[Information provided — start]
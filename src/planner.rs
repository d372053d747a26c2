//! JOIN Plan Synthesis
//!
//! Turns ranked candidates into up to three presentable statements:
//! 1. the single best INNER JOIN,
//! 2. a LEFT JOIN across the strongest few candidates,
//! 3. a UNION ALL row-count comparison across the related tables.
//!
//! Each template is emitted only when at least one candidate clears its
//! threshold. Synthesis is pure: no catalog access, no retries.

use crate::candidate::{rank_candidates, CandidateMatch, TableKey, KEY_POSITIONS};
use crate::category::Category;
use crate::config::PlanConfig;
use crate::convention::position_label;
use crate::sql::{ColumnRef, Equality, JoinClause, JoinKind, Select, SelectItem, TableRef, UnionAll};
use itertools::Itertools;
use serde::{Deserialize, Serialize};

const MAIN_ALIAS: &str = "m";

#[derive(Debug, Clone, Copy, PartialEq, Eq, Hash, Serialize, Deserialize)]
pub enum PlanKind {
    SingleJoin,
    MultiJoin,
    RowCountAnalysis,
}

/// A synthesized SQL statement relating the target to its candidates
#[derive(Debug, Clone, PartialEq, Serialize, Deserialize)]
pub struct JoinPlan {
    pub kind: PlanKind,
    pub description: String,
    pub sql: String,
    /// Target first, then contributing tables
    pub tables: Vec<String>,
    /// Aligned key positions across contributing tables
    pub common_fields: usize,
    /// Mean confidence of contributing candidates
    pub confidence: f64,
    /// Distinct categories of contributing candidates, in rank order
    pub categories: Vec<Category>,
}

impl JoinPlan {
    pub fn confidence_pct(&self) -> u32 {
        (self.confidence * 100.0).round() as u32
    }
}

pub struct JoinPlanner {
    config: PlanConfig,
}

impl Default for JoinPlanner {
    fn default() -> Self {
        Self::new(PlanConfig::default())
    }
}

impl JoinPlanner {
    pub fn new(config: PlanConfig) -> Self {
        Self { config }
    }

    /// Build every plan the candidates support, in template order
    pub fn plan(&self, key: &TableKey, candidates: &[CandidateMatch]) -> Vec<JoinPlan> {
        let mut ranked = candidates.to_vec();
        rank_candidates(&mut ranked);

        [
            self.single_join(key, &ranked),
            self.multi_join(key, &ranked),
            self.row_count_analysis(key, &ranked),
        ]
        .into_iter()
        .flatten()
        .collect()
    }

    /// INNER JOIN with the highest ranked candidate
    pub fn single_join(&self, key: &TableKey, ranked: &[CandidateMatch]) -> Option<JoinPlan> {
        let best = ranked.first()?;
        let alias = "t1";

        let mut select = Select::new(main_table(key))
            .comment(format!(
                "JOIN with the most related table: {} ({}/{} key positions)",
                best.qualified_name(),
                best.match_count,
                KEY_POSITIONS
            ))
            .top(self.config.single_join_row_cap)
            .item(SelectItem::AllFrom(MAIN_ALIAS.to_string()))
            .item(SelectItem::AllFrom(alias.to_string()))
            .join(join_clause(JoinKind::Inner, best, alias, None));

        for column in key.columns.iter().take(2) {
            select = select.order_by(ColumnRef::new(MAIN_ALIAS, column.name.clone()));
        }

        Some(JoinPlan {
            kind: PlanKind::SingleJoin,
            description: format!(
                "JOIN with {} (confidence {}%) [{}]",
                best.table_name,
                best.confidence_pct(),
                best.category
            ),
            sql: select.render(),
            tables: vec![key.table.clone(), best.table_name.clone()],
            common_fields: best.match_count,
            confidence: best.confidence,
            categories: vec![best.category],
        })
    }

    /// LEFT JOIN with up to `max_joins` candidates above the multi-join threshold
    pub fn multi_join(&self, key: &TableKey, ranked: &[CandidateMatch]) -> Option<JoinPlan> {
        let selected: Vec<&CandidateMatch> = ranked
            .iter()
            .filter(|c| c.confidence >= self.config.multi_join_min_confidence)
            .take(self.config.max_joins)
            .collect();

        if selected.is_empty() {
            return None;
        }

        let mut select = Select::new(main_table(key))
            .comment(format!(
                "Multi-table JOIN: {} related table{} with confidence >= {}%",
                selected.len(),
                plural(selected.len()),
                pct(self.config.multi_join_min_confidence)
            ))
            .top(self.config.multi_join_row_cap)
            .item(SelectItem::AllFrom(MAIN_ALIAS.to_string()));

        for (idx, candidate) in selected.iter().enumerate() {
            let alias = format!("t{}", idx + 1);
            let comment = format!(
                "{}: {} - confidence {}% ({}/{} key positions) [{}]",
                alias,
                candidate.qualified_name(),
                candidate.confidence_pct(),
                candidate.match_count,
                KEY_POSITIONS,
                candidate.category
            );
            select = select
                .item(SelectItem::AllFrom(alias.clone()))
                .join(join_clause(JoinKind::Left, candidate, &alias, Some(comment)));
        }

        let confidence = mean_confidence(&selected);
        let categories = distinct_categories(&selected);

        Some(JoinPlan {
            kind: PlanKind::MultiJoin,
            description: format!(
                "Multi-table JOIN with {} related table{} (average confidence: {}%) [Categories: {}]",
                selected.len(),
                plural(selected.len()),
                pct(confidence),
                categories.iter().map(|c| c.as_str()).join(", ")
            ),
            sql: select.render(),
            tables: std::iter::once(key.table.clone())
                .chain(selected.iter().map(|c| c.table_name.clone()))
                .collect(),
            common_fields: selected.iter().map(|c| c.match_count).sum(),
            confidence,
            categories,
        })
    }

    /// Row counts of the target and up to `analysis_max_tables` related tables
    pub fn row_count_analysis(&self, key: &TableKey, ranked: &[CandidateMatch]) -> Option<JoinPlan> {
        let selected: Vec<&CandidateMatch> = ranked
            .iter()
            .filter(|c| c.confidence >= self.config.analysis_min_confidence)
            .take(self.config.analysis_max_tables)
            .collect();

        if selected.is_empty() {
            return None;
        }

        let count_row = |table: TableRef, name: &str, confidence: f64| {
            Select::new(table)
                .item(SelectItem::Literal {
                    value: name.to_string(),
                    alias: "table_name".to_string(),
                })
                .item(SelectItem::CountAll {
                    alias: "total_rows".to_string(),
                })
                .item(SelectItem::Number {
                    value: confidence * 100.0,
                    alias: "confidence_pct".to_string(),
                })
        };

        let mut selects = vec![count_row(main_table_unaliased(key), &key.table, 1.0)];
        selects.extend(selected.iter().map(|c| {
            count_row(TableRef::new(c.schema.clone(), c.table_name.clone()), &c.table_name, c.confidence)
        }));

        let union = UnionAll {
            comments: vec![format!(
                "Row counts for {} and {} related table{}",
                key.qualified_name(),
                selected.len(),
                plural(selected.len())
            )],
            selects,
            order_by_desc: Some("confidence_pct".to_string()),
        };

        let confidence = mean_confidence(&selected);
        let categories = distinct_categories(&selected);

        Some(JoinPlan {
            kind: PlanKind::RowCountAnalysis,
            description: format!(
                "Row counts per table (top {} with confidence >= {}%) [Categories: {}]",
                selected.len(),
                pct(self.config.analysis_min_confidence),
                categories.iter().map(|c| c.as_str()).join(", ")
            ),
            sql: union.render(),
            tables: std::iter::once(key.table.clone())
                .chain(selected.iter().map(|c| c.table_name.clone()))
                .collect(),
            common_fields: 0,
            confidence,
            categories,
        })
    }
}

fn main_table(key: &TableKey) -> TableRef {
    main_table_unaliased(key).aliased(MAIN_ALIAS)
}

fn main_table_unaliased(key: &TableKey) -> TableRef {
    TableRef::new(key.schema.clone(), key.table.clone())
}

/// Join on every aligned position, target key column to candidate column
fn join_clause(kind: JoinKind, candidate: &CandidateMatch, alias: &str, comment: Option<String>) -> JoinClause {
    let conditions = candidate
        .matched_columns
        .iter()
        .take(KEY_POSITIONS)
        .map(|column| Equality {
            left: ColumnRef::new(MAIN_ALIAS, column.key_column.clone()),
            right: ColumnRef::new(alias, column.column_name.clone()),
        })
        .collect();

    let comment = comment.or_else(|| {
        let positions = candidate
            .matched_columns
            .iter()
            .map(|c| position_label(c.ordinal_position))
            .join(", ");
        Some(format!("Aligned on: {}", positions))
    });

    JoinClause {
        kind,
        table: TableRef::new(candidate.schema.clone(), candidate.table_name.clone()).aliased(alias),
        conditions,
        comment,
    }
}

fn mean_confidence(candidates: &[&CandidateMatch]) -> f64 {
    if candidates.is_empty() {
        return 0.0;
    }
    candidates.iter().map(|c| c.confidence).sum::<f64>() / candidates.len() as f64
}

fn distinct_categories(candidates: &[&CandidateMatch]) -> Vec<Category> {
    candidates.iter().map(|c| c.category).unique().collect()
}

fn pct(value: f64) -> u32 {
    (value * 100.0).round() as u32
}

fn plural(count: usize) -> &'static str {
    if count == 1 {
        ""
    } else {
        "s"
    }
}

#[cfg(test)]
mod tests {
    use super::*;
    use crate::candidate::MatchedColumn;

    const FSD601_KEY: [&str; 9] = [
        "Pgcod", "Ppmod", "Ppsuc", "Ppmda", "Pppap", "Ppcta", "Ppoper", "Ppsbop", "Pptope",
    ];

    fn key() -> TableKey {
        TableKey::new("dbo", "Fsd601", FSD601_KEY.iter().map(|s| s.to_string()).collect())
    }

    fn candidate(table: &str, prefix: &str, count: usize) -> CandidateMatch {
        let columns = FSD601_KEY
            .iter()
            .take(count)
            .enumerate()
            .map(|(idx, key_column)| MatchedColumn {
                column_name: if idx == 0 {
                    key_column.to_string()
                } else {
                    format!("{}{}", prefix, &key_column[2..])
                },
                data_type: "int".to_string(),
                ordinal_position: idx + 1,
                key_column: key_column.to_string(),
            })
            .collect();
        CandidateMatch::new("dbo", table, columns)
    }

    #[test]
    fn test_no_candidates_no_plans() {
        assert!(JoinPlanner::default().plan(&key(), &[]).is_empty());
    }

    #[test]
    fn test_single_join_uses_best_candidate() {
        let candidates = vec![candidate("Fst002", "Cl", 3), candidate("Fsd010", "Ao", 9)];
        let plan = JoinPlanner::default().single_join(&key(), &{
            let mut ranked = candidates.clone();
            rank_candidates(&mut ranked);
            ranked
        });
        let plan = plan.unwrap();

        assert_eq!(plan.kind, PlanKind::SingleJoin);
        assert_eq!(plan.tables, vec!["Fsd601", "Fsd010"]);
        assert_eq!(plan.common_fields, 9);
        assert_eq!(plan.confidence, 1.0);
        assert!(plan.sql.contains("SELECT TOP 1000"));
        assert!(plan.sql.contains("INNER JOIN dbo.Fsd010 t1"));
        assert!(plan.sql.contains("ON m.Pgcod = t1.Pgcod"));
        assert!(plan.sql.contains("AND m.Pptope = t1.Aotope"));
        assert!(plan.sql.ends_with("ORDER BY m.Pgcod, m.Ppmod"));
        assert_eq!(plan.description, "JOIN with Fsd010 (confidence 100%) [Bantotal_Standard]");
    }

    #[test]
    fn test_multi_join_threshold_and_limit() {
        let candidates = vec![
            candidate("Fsd010", "Ao", 9),
            candidate("Cliente_Productos", "Cp", 6),
            candidate("Fst001", "Sc", 5),
            candidate("Fsd011", "Ao", 4),
            candidate("Fsr001", "Re", 2),
        ];

        let plan = JoinPlanner::default()
            .plan(&key(), &candidates)
            .into_iter()
            .find(|p| p.kind == PlanKind::MultiJoin)
            .unwrap();

        assert_eq!(plan.tables, vec!["Fsd601", "Fsd010", "Cliente_Productos", "Fst001"]);
        assert!(plan.sql.contains("SELECT TOP 500"));
        assert!(plan.sql.contains("LEFT JOIN dbo.Fsd010 t1"));
        assert!(plan.sql.contains("LEFT JOIN dbo.Cliente_Productos t2"));
        assert!(plan.sql.contains("LEFT JOIN dbo.Fst001 t3"));
        assert!(!plan.sql.contains("Fsr001"));
        assert_eq!(plan.common_fields, 20);
        assert_eq!(
            plan.categories,
            vec![Category::BantotalStandard, Category::BancariaPersonalizada]
        );
    }

    #[test]
    fn test_analysis_includes_target_first() {
        let candidates = vec![candidate("Fst002", "Cl", 3), candidate("Fsr001", "Re", 2)];
        let plans = JoinPlanner::default().plan(&key(), &candidates);

        let multi = plans.iter().find(|p| p.kind == PlanKind::MultiJoin).unwrap();
        assert_eq!(multi.tables, vec!["Fsd601", "Fst002"]);

        let analysis = plans.iter().find(|p| p.kind == PlanKind::RowCountAnalysis).unwrap();
        assert_eq!(analysis.tables, vec!["Fsd601", "Fst002", "Fsr001"]);
        assert_eq!(analysis.common_fields, 0);
        assert!((analysis.confidence - (3.0 / 9.0 + 2.0 / 9.0) / 2.0).abs() < 1e-9);
        assert!(analysis.sql.contains("'Fsd601' AS table_name"));
        assert!(analysis.sql.contains("100.0 AS confidence_pct"));
        assert!(analysis.sql.ends_with("ORDER BY confidence_pct DESC"));
        let first_union = analysis.sql.find("UNION ALL").unwrap();
        assert!(analysis.sql.find("FROM dbo.Fsd601").unwrap() < first_union);
    }

    #[test]
    fn test_plans_drop_independently() {
        // 2/9 clears the analysis bar only
        let plans = JoinPlanner::default().plan(&key(), &[candidate("Fsr001", "Re", 2)]);
        let kinds: Vec<_> = plans.iter().map(|p| p.kind).collect();
        assert_eq!(kinds, vec![PlanKind::SingleJoin, PlanKind::RowCountAnalysis]);
    }

    #[test]
    fn test_generated_sql_parses_as_tsql() {
        use sqlparser::dialect::MsSqlDialect;
        use sqlparser::parser::Parser;

        let candidates = vec![
            candidate("Fsd010", "Ao", 9),
            candidate("Cliente_Productos", "Cp", 6),
            candidate("Fsr001", "Re", 2),
        ];
        let plans = JoinPlanner::default().plan(&key(), &candidates);
        assert_eq!(plans.len(), 3);

        for plan in plans {
            let parsed = Parser::parse_sql(&MsSqlDialect {}, &plan.sql);
            assert!(parsed.is_ok(), "{:?} failed to parse: {:?}\n{}", plan.kind, parsed.err(), plan.sql);
        }
    }

    #[test]
    fn test_short_key_orders_by_single_column() {
        let key = TableKey::new("dbo", "Fst010", vec!["Pgcod".to_string()]);
        let plan = JoinPlanner::default()
            .single_join(&key, &[candidate("Fsd010", "Ao", 2)])
            .unwrap();
        assert!(plan.sql.ends_with("ORDER BY m.Pgcod"));
    }
}
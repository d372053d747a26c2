//! Catalog Reader - the narrow interface onto relational metadata
//!
//! The discovery engine only ever asks two questions of a catalog: what is the
//! primary key of a table, and which other tables carry aligned columns at the
//! key positions. Readers answer the second with one batched round trip.

pub mod postgres;
pub mod snapshot;

use crate::candidate::KeyColumn;
use crate::error::Result;
use async_trait::async_trait;
use serde::{Deserialize, Serialize};

pub use postgres::PgCatalogReader;
pub use snapshot::{CatalogSnapshot, SnapshotColumn, SnapshotTable};

/// One aligned column of a candidate table, as returned by a catalog reader
#[derive(Debug, Clone, PartialEq, Serialize, Deserialize)]
pub struct RawMatch {
    pub schema: String,
    pub table_name: String,
    pub column_name: String,
    pub data_type: String,
    pub ordinal_position: usize,
    /// Target key column the candidate column aligned with
    pub key_column: String,
    /// Aligned positions of the whole candidate table
    pub match_count: usize,
    /// Category tag computed by the reader, if any
    #[serde(default)]
    pub category_hint: Option<String>,
}

/// Read-only access to table and key metadata
#[async_trait]
pub trait CatalogReader: Send + Sync {
    /// Reader name for logs (e.g. "snapshot", "postgres")
    fn name(&self) -> &'static str;

    /// Ordered primary key columns of `schema.table`.
    ///
    /// `Ok(None)` when the table does not exist, `Ok(Some(vec![]))` when it
    /// exists without a declared primary key.
    async fn get_primary_keys(&self, table: &str, schema: &str) -> Result<Option<Vec<String>>>;

    /// Columns of other tables in `schema` that align with `key` at the same
    /// ordinal position. `exclude_table` and denylisted tables are skipped.
    async fn find_columns_at_positions(
        &self,
        schema: &str,
        key: &[KeyColumn],
        exclude_table: &str,
    ) -> Result<Vec<RawMatch>>;
}

#[async_trait]
impl<T: CatalogReader + ?Sized> CatalogReader for Box<T> {
    fn name(&self) -> &'static str {
        (**self).name()
    }

    async fn get_primary_keys(&self, table: &str, schema: &str) -> Result<Option<Vec<String>>> {
        (**self).get_primary_keys(table, schema).await
    }

    async fn find_columns_at_positions(
        &self,
        schema: &str,
        key: &[KeyColumn],
        exclude_table: &str,
    ) -> Result<Vec<RawMatch>> {
        (**self).find_columns_at_positions(schema, key, exclude_table).await
    }
}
[Information provided — finish]
Description of the task: Your task is to set down again, exactly, every line from the beginning of the listing through the line with "use itertools::Itertools;".

Answer to this problem:
filename src/planner.rs
repository d372053d747a26c2
//! JOIN Plan Synthesis
//!
//! Turns ranked candidates into up to three presentable statements:
//! 1. the single best INNER JOIN,
//! 2. a LEFT JOIN across the strongest few candidates,
//! 3. a UNION ALL row-count comparison across the related tables.
//!
//! Each template is emitted only when at least one candidate clears its
//! threshold. Synthesis is pure: no catalog access, no retries.

use crate::candidate::{rank_candidates, CandidateMatch, TableKey, KEY_POSITIONS};
use crate::category::Category;
use crate::config::PlanConfig;
use crate::convention::position_label;
use crate::sql::{ColumnRef, Equality, JoinClause, JoinKind, Select, SelectItem, TableRef, UnionAll};
use itertools::Itertools;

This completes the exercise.